BEGIN Data supplied

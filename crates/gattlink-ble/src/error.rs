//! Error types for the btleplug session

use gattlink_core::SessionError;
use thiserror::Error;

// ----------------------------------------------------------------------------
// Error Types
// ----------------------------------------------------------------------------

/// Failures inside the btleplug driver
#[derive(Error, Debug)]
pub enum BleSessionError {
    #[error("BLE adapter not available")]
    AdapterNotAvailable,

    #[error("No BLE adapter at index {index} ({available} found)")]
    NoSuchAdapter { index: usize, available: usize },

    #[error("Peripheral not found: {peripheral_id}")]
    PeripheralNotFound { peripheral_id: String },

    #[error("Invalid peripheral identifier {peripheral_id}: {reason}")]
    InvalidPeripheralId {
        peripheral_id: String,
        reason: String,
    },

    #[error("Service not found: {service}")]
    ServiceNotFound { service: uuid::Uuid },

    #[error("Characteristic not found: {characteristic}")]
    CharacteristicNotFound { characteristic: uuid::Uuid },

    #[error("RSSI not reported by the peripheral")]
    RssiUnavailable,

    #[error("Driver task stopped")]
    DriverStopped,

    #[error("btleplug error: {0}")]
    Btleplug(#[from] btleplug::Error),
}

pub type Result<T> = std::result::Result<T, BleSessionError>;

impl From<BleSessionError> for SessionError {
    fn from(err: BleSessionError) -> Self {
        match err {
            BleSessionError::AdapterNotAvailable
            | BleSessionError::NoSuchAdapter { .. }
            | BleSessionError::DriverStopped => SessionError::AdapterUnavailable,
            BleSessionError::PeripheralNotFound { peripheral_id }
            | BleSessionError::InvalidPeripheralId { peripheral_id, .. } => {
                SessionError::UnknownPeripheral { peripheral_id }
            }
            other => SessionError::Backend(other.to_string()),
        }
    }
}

END Data supplied

▸ **Instructions for the task**
The entries above are to be retyped exactly.

▸ **Output of the exercise**
filename crates/gattlink-ble/src/error.rs
//! Error types for the btleplug session

use gattlink_core::SessionError;
use thiserror::Error;

// ----------------------------------------------------------------------------
// Error Types
// ----------------------------------------------------------------------------

/// Failures inside the btleplug driver
#[derive(Error, Debug)]
pub enum BleSessionError {
    #[error("BLE adapter not available")]
    AdapterNotAvailable,

    #[error("No BLE adapter at index {index} ({available} found)")]
    NoSuchAdapter { index: usize, available: usize },

    #[error("Peripheral not found: {peripheral_id}")]
    PeripheralNotFound { peripheral_id: String },

    #[error("Invalid peripheral identifier {peripheral_id}: {reason}")]
    InvalidPeripheralId {
        peripheral_id: String,
        reason: String,
    },

    #[error("Service not found: {service}")]
    ServiceNotFound { service: uuid::Uuid },

    #[error("Characteristic not found: {characteristic}")]
    CharacteristicNotFound { characteristic: uuid::Uuid },

    #[error("RSSI not reported by the peripheral")]
    RssiUnavailable,

    #[error("Driver task stopped")]
    DriverStopped,

    #[error("btleplug error: {0}")]
    Btleplug(#[from] btleplug::Error),
}

pub type Result<T> = std::result::Result<T, BleSessionError>;

impl From<BleSessionError> for SessionError {
    fn from(err: BleSessionError) -> Self {
        match err {
            BleSessionError::AdapterNotAvailable
            | BleSessionError::NoSuchAdapter { .. }
            | BleSessionError::DriverStopped => SessionError::AdapterUnavailable,
            BleSessionError::PeripheralNotFound { peripheral_id }
            | BleSessionError::InvalidPeripheralId { peripheral_id, .. } => {
                SessionError::UnknownPeripheral { peripheral_id }
            }
            other => SessionError::Backend(other.to_string()),
        }
    }
}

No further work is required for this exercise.